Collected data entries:
----------
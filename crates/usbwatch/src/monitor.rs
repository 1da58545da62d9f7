//! Monitor worker and channel bridge
//!
//! The monitor owns the driver and the presence tracker on a
//! dedicated OS thread. Async callers talk to it through
//! [`MonitorHandle`]: commands go in over a bounded channel with
//! oneshot responses, presence events come out over another bounded
//! channel.
//!
//! The driving mode is decided exactly once, before the worker thread
//! starts: event-driven when the driver supports bus events, a
//! fixed-interval enumeration poll otherwise. Startup failures
//! (driver context, hotplug registration, initial enumeration) surface
//! to the caller of [`spawn_monitor`] and nothing is spawned.

use crate::driver::{BusEvent, HostDriver};
use crate::error::{Error, Result};
use crate::tracker::{PresenceEvent, PresenceTracker};
use crate::types::DeviceIdentity;
use async_channel::{Receiver, Sender, bounded};
use std::collections::HashMap;
use std::time::{Duration, Instant};
use tracing::{debug, info, warn};

/// Cadence of full-bus enumeration in polling mode.
const DEFAULT_POLL_INTERVAL: Duration = Duration::from_millis(250);

/// How long one event pump may block in event-driven mode. Also the
/// command-latency ceiling of the worker loop.
const EVENT_PUMP_TIMEOUT: Duration = Duration::from_millis(100);

/// Scheduler sleep between command checks in polling mode.
const IDLE_SLEEP: Duration = Duration::from_millis(10);

/// Monitor startup configuration.
#[derive(Debug, Clone)]
pub struct MonitorConfig {
    /// Enumeration cadence when the driver has no event support.
    pub poll_interval: Duration,
    /// Identities to watch from the start.
    pub watch: Vec<DeviceIdentity>,
}

impl Default for MonitorConfig {
    fn default() -> Self {
        Self {
            poll_interval: DEFAULT_POLL_INTERVAL,
            watch: Vec::new(),
        }
    }
}

/// Commands from async callers to the monitor worker.
#[derive(Debug)]
enum MonitorCommand {
    ListDevices {
        response: tokio::sync::oneshot::Sender<Vec<DeviceIdentity>>,
    },
    IsPresent {
        identity: DeviceIdentity,
        response: tokio::sync::oneshot::Sender<bool>,
    },
    AbsentWatched {
        response: tokio::sync::oneshot::Sender<Vec<DeviceIdentity>>,
    },
    AddWatch {
        identity: DeviceIdentity,
        response: tokio::sync::oneshot::Sender<bool>,
    },
    RemoveWatch {
        identity: DeviceIdentity,
        response: tokio::sync::oneshot::Sender<bool>,
    },
    Shutdown,
}

/// Async handle to a running monitor worker.
#[derive(Clone)]
pub struct MonitorHandle {
    cmd_tx: Sender<MonitorCommand>,
    events: Receiver<PresenceEvent>,
}

impl MonitorHandle {
    /// The tracker's current snapshot of the bus.
    pub async fn list_devices(&self) -> Result<Vec<DeviceIdentity>> {
        let (tx, rx) = tokio::sync::oneshot::channel();
        self.send(MonitorCommand::ListDevices { response: tx }).await?;
        rx.await.map_err(|e| Error::Channel(e.to_string()))
    }

    pub async fn is_present(&self, identity: DeviceIdentity) -> Result<bool> {
        let (tx, rx) = tokio::sync::oneshot::channel();
        self.send(MonitorCommand::IsPresent {
            identity,
            response: tx,
        })
        .await?;
        rx.await.map_err(|e| Error::Channel(e.to_string()))
    }

    pub async fn absent_watched(&self) -> Result<Vec<DeviceIdentity>> {
        let (tx, rx) = tokio::sync::oneshot::channel();
        self.send(MonitorCommand::AbsentWatched { response: tx }).await?;
        rx.await.map_err(|e| Error::Channel(e.to_string()))
    }

    /// Returns false when the identity was already watched.
    pub async fn add_watch(&self, identity: DeviceIdentity) -> Result<bool> {
        let (tx, rx) = tokio::sync::oneshot::channel();
        self.send(MonitorCommand::AddWatch {
            identity,
            response: tx,
        })
        .await?;
        rx.await.map_err(|e| Error::Channel(e.to_string()))
    }

    pub async fn remove_watch(&self, identity: DeviceIdentity) -> Result<bool> {
        let (tx, rx) = tokio::sync::oneshot::channel();
        self.send(MonitorCommand::RemoveWatch {
            identity,
            response: tx,
        })
        .await?;
        rx.await.map_err(|e| Error::Channel(e.to_string()))
    }

    /// Receive the next presence notification.
    pub async fn recv_event(&self) -> Result<PresenceEvent> {
        self.events
            .recv()
            .await
            .map_err(|e| Error::Channel(e.to_string()))
    }

    /// Take a pending presence notification without waiting.
    pub fn try_recv_event(&self) -> Option<PresenceEvent> {
        self.events.try_recv().ok()
    }

    /// Ask the worker to stop ticking and release its resources.
    pub async fn shutdown(&self) -> Result<()> {
        self.send(MonitorCommand::Shutdown).await
    }

    async fn send(&self, cmd: MonitorCommand) -> Result<()> {
        self.cmd_tx
            .send(cmd)
            .await
            .map_err(|e| Error::Channel(e.to_string()))
    }
}

/// Start the monitor.
///
/// Initialization happens on the calling thread so that fatal startup
/// failures are returned here; only a fully initialized worker is
/// moved onto its thread. Teardown order inside the worker is always
/// "stop ticking, then release": the loop breaks on `Shutdown` and
/// the driver plus any raw device handles drop after the last tick.
pub fn spawn_monitor<D: HostDriver>(
    driver: D,
    config: MonitorConfig,
) -> Result<(MonitorHandle, std::thread::JoinHandle<()>)> {
    let (cmd_tx, cmd_rx) = bounded(64);
    let (worker, events) = MonitorWorker::new(driver, config, cmd_rx)?;

    let join = std::thread::Builder::new()
        .name("usb-monitor".to_string())
        .spawn(move || worker.run())
        .map_err(|e| Error::Init(format!("failed to spawn monitor thread: {}", e)))?;

    Ok((MonitorHandle { cmd_tx, events }, join))
}

struct MonitorWorker<D: HostDriver> {
    driver: D,
    tracker: PresenceTracker,
    cmd_rx: Receiver<MonitorCommand>,
    /// Raw handles opened from arrival events, keyed by identity so
    /// several event-tracked devices can coexist. Dropping an entry
    /// closes the handle.
    handles: HashMap<DeviceIdentity, D::Device>,
    event_driven: bool,
    poll_interval: Duration,
    last_poll: Instant,
}

impl<D: HostDriver> MonitorWorker<D> {
    fn new(
        mut driver: D,
        config: MonitorConfig,
        cmd_rx: Receiver<MonitorCommand>,
    ) -> Result<(Self, Receiver<PresenceEvent>)> {
        let (mut tracker, events) = PresenceTracker::new();
        for identity in config.watch {
            tracker.add_watch(identity);
        }

        let event_driven = driver.supports_events();
        if event_driven {
            driver.subscribe()?;
        }

        // Devices already attached at startup are not insertions
        let initial = driver.list_devices()?;
        debug!("initial enumeration found {} devices", initial.len());
        tracker.reset_snapshot(initial);

        Ok((
            Self {
                driver,
                tracker,
                cmd_rx,
                handles: HashMap::new(),
                event_driven,
                poll_interval: config.poll_interval,
                // First polled reconciliation runs a full interval
                // after the seeding enumeration
                last_poll: Instant::now(),
            },
            events,
        ))
    }

    fn run(mut self) {
        info!(
            "USB monitor started ({} mode)",
            if self.event_driven { "event-driven" } else { "polling" }
        );

        loop {
            match self.cmd_rx.try_recv() {
                Ok(MonitorCommand::Shutdown) => {
                    info!("USB monitor shutting down");
                    break;
                }
                Ok(cmd) => {
                    self.handle_command(cmd);
                    continue;
                }
                Err(async_channel::TryRecvError::Empty) => {}
                Err(async_channel::TryRecvError::Closed) => {
                    debug!("all monitor handles dropped, stopping");
                    break;
                }
            }

            self.tick();
        }

        // Loop has stopped ticking; handles and driver drop here
        info!("USB monitor stopped");
    }

    fn tick(&mut self) {
        if self.event_driven {
            match self.driver.pump_events(EVENT_PUMP_TIMEOUT) {
                Ok(events) => {
                    for event in events {
                        self.apply_bus_event(event);
                    }
                }
                Err(e) => {
                    // Transient pump errors never take the monitor down
                    warn!("event pump failed: {}", e);
                    std::thread::sleep(IDLE_SLEEP);
                }
            }
        } else {
            if self.last_poll.elapsed() >= self.poll_interval {
                self.last_poll = Instant::now();
                match self.driver.list_devices() {
                    Ok(list) => self.tracker.reconcile(list),
                    // Snapshot keeps its last consistent value
                    Err(e) => warn!("enumeration failed: {}", e),
                }
            }
            std::thread::sleep(IDLE_SLEEP);
        }
    }

    /// Funnel a single-device bus event through the same batched
    /// reconciliation path a full scan uses, as a one-element diff.
    fn apply_bus_event(&mut self, event: BusEvent) {
        match event {
            BusEvent::Arrived(identity) => {
                match self.driver.open_device(identity) {
                    Ok(handle) => {
                        self.handles.insert(identity, handle);
                        let mut list = self.tracker.snapshot().to_vec();
                        if !list.contains(&identity) {
                            list.push(identity);
                        }
                        self.tracker.reconcile(list);
                    }
                    Err(e) => {
                        // Treated as a failed enumeration for this one
                        // device: no notification fires
                        warn!("could not open arrived device {}: {}", identity, e);
                    }
                }
            }
            BusEvent::Departed(identity) => {
                if self.handles.remove(&identity).is_some() {
                    debug!("released handle for departed device {}", identity);
                }
                let list: Vec<DeviceIdentity> = self
                    .tracker
                    .snapshot()
                    .iter()
                    .filter(|d| **d != identity)
                    .copied()
                    .collect();
                self.tracker.reconcile(list);
            }
        }
    }

    fn handle_command(&mut self, cmd: MonitorCommand) {
        match cmd {
            MonitorCommand::ListDevices { response } => {
                let _ = response.send(self.tracker.snapshot().to_vec());
            }
            MonitorCommand::IsPresent { identity, response } => {
                let _ = response.send(self.tracker.is_present(identity));
            }
            MonitorCommand::AbsentWatched { response } => {
                let _ = response.send(self.tracker.absent_watched());
            }
            MonitorCommand::AddWatch { identity, response } => {
                let _ = response.send(self.tracker.add_watch(identity));
            }
            MonitorCommand::RemoveWatch { identity, response } => {
                let _ = response.send(self.tracker.remove_watch(identity));
            }
            MonitorCommand::Shutdown => unreachable!("handled in run loop"),
        }
    }
}
//! Device presence tracking
//!
//! The tracker reconciles the set of devices the application cares
//! about against the set currently on the bus. Each reconciliation
//! diffs the new system list against the stored snapshot and emits at
//! most one batched insertion and one batched removal notification.
//! The snapshot is replaced wholesale, never patched.

use crate::types::DeviceIdentity;
use async_channel::{Receiver, Sender, bounded};
use tracing::warn;

/// Notifications emitted by the tracker, at most one of each kind per
/// reconciliation, only when the corresponding diff is non-empty.
#[derive(Debug, Clone, PartialEq, Eq)]
pub enum PresenceEvent {
    /// Devices absent from the previous snapshot and present now.
    Inserted(Vec<DeviceIdentity>),
    /// Devices present in the previous snapshot and absent now.
    Removed(Vec<DeviceIdentity>),
}

/// Tracks watched identities and the last-known bus state.
///
/// Owned by a single worker; queries never block and never touch the
/// bus.
pub struct PresenceTracker {
    watch_list: Vec<DeviceIdentity>,
    snapshot: Vec<DeviceIdentity>,
    events: Sender<PresenceEvent>,
}

impl PresenceTracker {
    /// Create a tracker and the receiving end of its notifications.
    pub fn new() -> (Self, Receiver<PresenceEvent>) {
        let (events, rx) = bounded(256);
        (
            Self {
                watch_list: Vec::new(),
                snapshot: Vec::new(),
                events,
            },
            rx,
        )
    }

    /// Reconcile against a freshly enumerated system list.
    ///
    /// Order-insensitive. Replaces the snapshot unconditionally, even
    /// when both diffs are empty, so calling twice with the same list
    /// emits nothing the second time. Notifications fire after the
    /// snapshot is already updated.
    pub fn reconcile(&mut self, system_list: Vec<DeviceIdentity>) {
        let inserted: Vec<DeviceIdentity> = system_list
            .iter()
            .filter(|identity| !self.snapshot.contains(identity))
            .copied()
            .collect();

        let removed: Vec<DeviceIdentity> = self
            .snapshot
            .iter()
            .filter(|identity| !system_list.contains(identity))
            .copied()
            .collect();

        self.snapshot = system_list;

        if !inserted.is_empty() {
            self.emit(PresenceEvent::Inserted(inserted));
        }
        if !removed.is_empty() {
            self.emit(PresenceEvent::Removed(removed));
        }
    }

    /// Replace the snapshot without emitting notifications.
    ///
    /// Used once at startup to seed the initial bus state; devices
    /// already attached when the monitor starts are not "insertions".
    pub fn reset_snapshot(&mut self, system_list: Vec<DeviceIdentity>) {
        self.snapshot = system_list;
    }

    /// Whether `identity` is in the current snapshot.
    pub fn is_present(&self, identity: DeviceIdentity) -> bool {
        self.snapshot.contains(&identity)
    }

    /// Watched identities not currently on the bus, the "what am I
    /// still waiting for" view.
    pub fn absent_watched(&self) -> Vec<DeviceIdentity> {
        self.watch_list
            .iter()
            .filter(|identity| !self.snapshot.contains(identity))
            .copied()
            .collect()
    }

    /// Add an identity to the watch list. Returns false on a
    /// duplicate; the list is unchanged in that case.
    pub fn add_watch(&mut self, identity: DeviceIdentity) -> bool {
        if self.watch_list.contains(&identity) {
            return false;
        }
        self.watch_list.push(identity);
        true
    }

    /// Remove an identity from the watch list. A match at any
    /// position is removed, including position zero. Removing a
    /// non-member is a no-op success.
    pub fn remove_watch(&mut self, identity: DeviceIdentity) -> bool {
        if let Some(pos) = self.watch_list.iter().position(|d| *d == identity) {
            self.watch_list.remove(pos);
        }
        true
    }

    /// The tracker's current belief about the bus.
    pub fn snapshot(&self) -> &[DeviceIdentity] {
        &self.snapshot
    }

    /// The identities currently being watched.
    pub fn watched(&self) -> &[DeviceIdentity] {
        &self.watch_list
    }

    /// Delivery never blocks the reconciliation tick: a subscriber
    /// that has stopped draining loses events once the queue fills.
    fn emit(&self, event: PresenceEvent) {
        if let Err(e) = self.events.try_send(event) {
            warn!("dropping presence event: {}", e);
        }
    }
}

#[cfg(test)]
mod tests {
    use super::*;

    fn id(vid: u16, pid: u16) -> DeviceIdentity {
        DeviceIdentity::new(vid, pid)
    }

    fn drain(rx: &Receiver<PresenceEvent>) -> Vec<PresenceEvent> {
        let mut events = Vec::new();
        while let Ok(event) = rx.try_recv() {
            events.push(event);
        }
        events
    }

    #[test]
    fn test_reconcile_updates_snapshot() {
        let (mut tracker, _rx) = PresenceTracker::new();

        tracker.reconcile(vec![id(1, 2), id(3, 4)]);
        assert_eq!(tracker.snapshot(), &[id(1, 2), id(3, 4)]);

        tracker.reconcile(vec![id(3, 4)]);
        assert_eq!(tracker.snapshot(), &[id(3, 4)]);
    }

    #[test]
    fn test_reconcile_emits_batched_diffs() {
        let (mut tracker, rx) = PresenceTracker::new();

        tracker.reconcile(vec![id(1, 1), id(2, 2)]);
        assert_eq!(
            drain(&rx),
            vec![PresenceEvent::Inserted(vec![id(1, 1), id(2, 2)])]
        );

        tracker.reconcile(vec![id(2, 2), id(3, 3)]);
        assert_eq!(
            drain(&rx),
            vec![
                PresenceEvent::Inserted(vec![id(3, 3)]),
                PresenceEvent::Removed(vec![id(1, 1)]),
            ]
        );
    }

    #[test]
    fn test_reconcile_idempotent() {
        let (mut tracker, rx) = PresenceTracker::new();

        tracker.reconcile(vec![id(1, 1)]);
        drain(&rx);

        tracker.reconcile(vec![id(1, 1)]);
        assert!(drain(&rx).is_empty());
    }

    #[test]
    fn test_reconcile_order_insensitive() {
        let (mut tracker, rx) = PresenceTracker::new();

        tracker.reconcile(vec![id(1, 1), id(2, 2)]);
        drain(&rx);

        // Same set, different order: no transitions
        tracker.reconcile(vec![id(2, 2), id(1, 1)]);
        assert!(drain(&rx).is_empty());
    }

    #[test]
    fn test_reset_snapshot_is_silent() {
        let (mut tracker, rx) = PresenceTracker::new();

        tracker.reset_snapshot(vec![id(1, 1), id(2, 2)]);
        assert!(drain(&rx).is_empty());
        assert!(tracker.is_present(id(1, 1)));
    }

    #[test]
    fn test_add_watch_rejects_duplicate() {
        let (mut tracker, _rx) = PresenceTracker::new();

        assert!(tracker.add_watch(id(1, 1)));
        assert!(!tracker.add_watch(id(1, 1)));
        assert_eq!(tracker.watched().len(), 1);
    }

    #[test]
    fn test_remove_watch_at_position_zero() {
        let (mut tracker, _rx) = PresenceTracker::new();

        tracker.add_watch(id(1, 1));
        tracker.add_watch(id(2, 2));

        assert!(tracker.remove_watch(id(1, 1)));
        assert_eq!(tracker.watched(), &[id(2, 2)]);
    }

    #[test]
    fn test_remove_watch_non_member_is_noop_success() {
        let (mut tracker, _rx) = PresenceTracker::new();

        tracker.add_watch(id(1, 1));
        assert!(tracker.remove_watch(id(9, 9)));
        assert_eq!(tracker.watched().len(), 1);
    }

    #[test]
    fn test_reconcile_never_blocks_when_subscriber_stalls() {
        let (mut tracker, rx) = PresenceTracker::new();

        // Each iteration emits an insertion and a removal while the
        // receiver sits undrained; the loop must still terminate
        for i in 1..=300u16 {
            tracker.reconcile(vec![id(i, i)]);
        }

        assert_eq!(rx.len(), 256);
        assert_eq!(tracker.snapshot(), &[id(300, 300)]);
    }

    #[test]
    fn test_absent_watched() {
        let (mut tracker, _rx) = PresenceTracker::new();

        tracker.add_watch(id(1, 1));
        tracker.add_watch(id(2, 2));
        tracker.reconcile(vec![id(1, 1)]);

        assert_eq!(tracker.absent_watched(), vec![id(2, 2)]);
    }
}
----------
[How to complete this task] Copy out all the lines of the records that include "callers".

[Exercise solution]
//! dedicated OS thread. Async callers talk to it through
/// Commands from async callers to the monitor worker.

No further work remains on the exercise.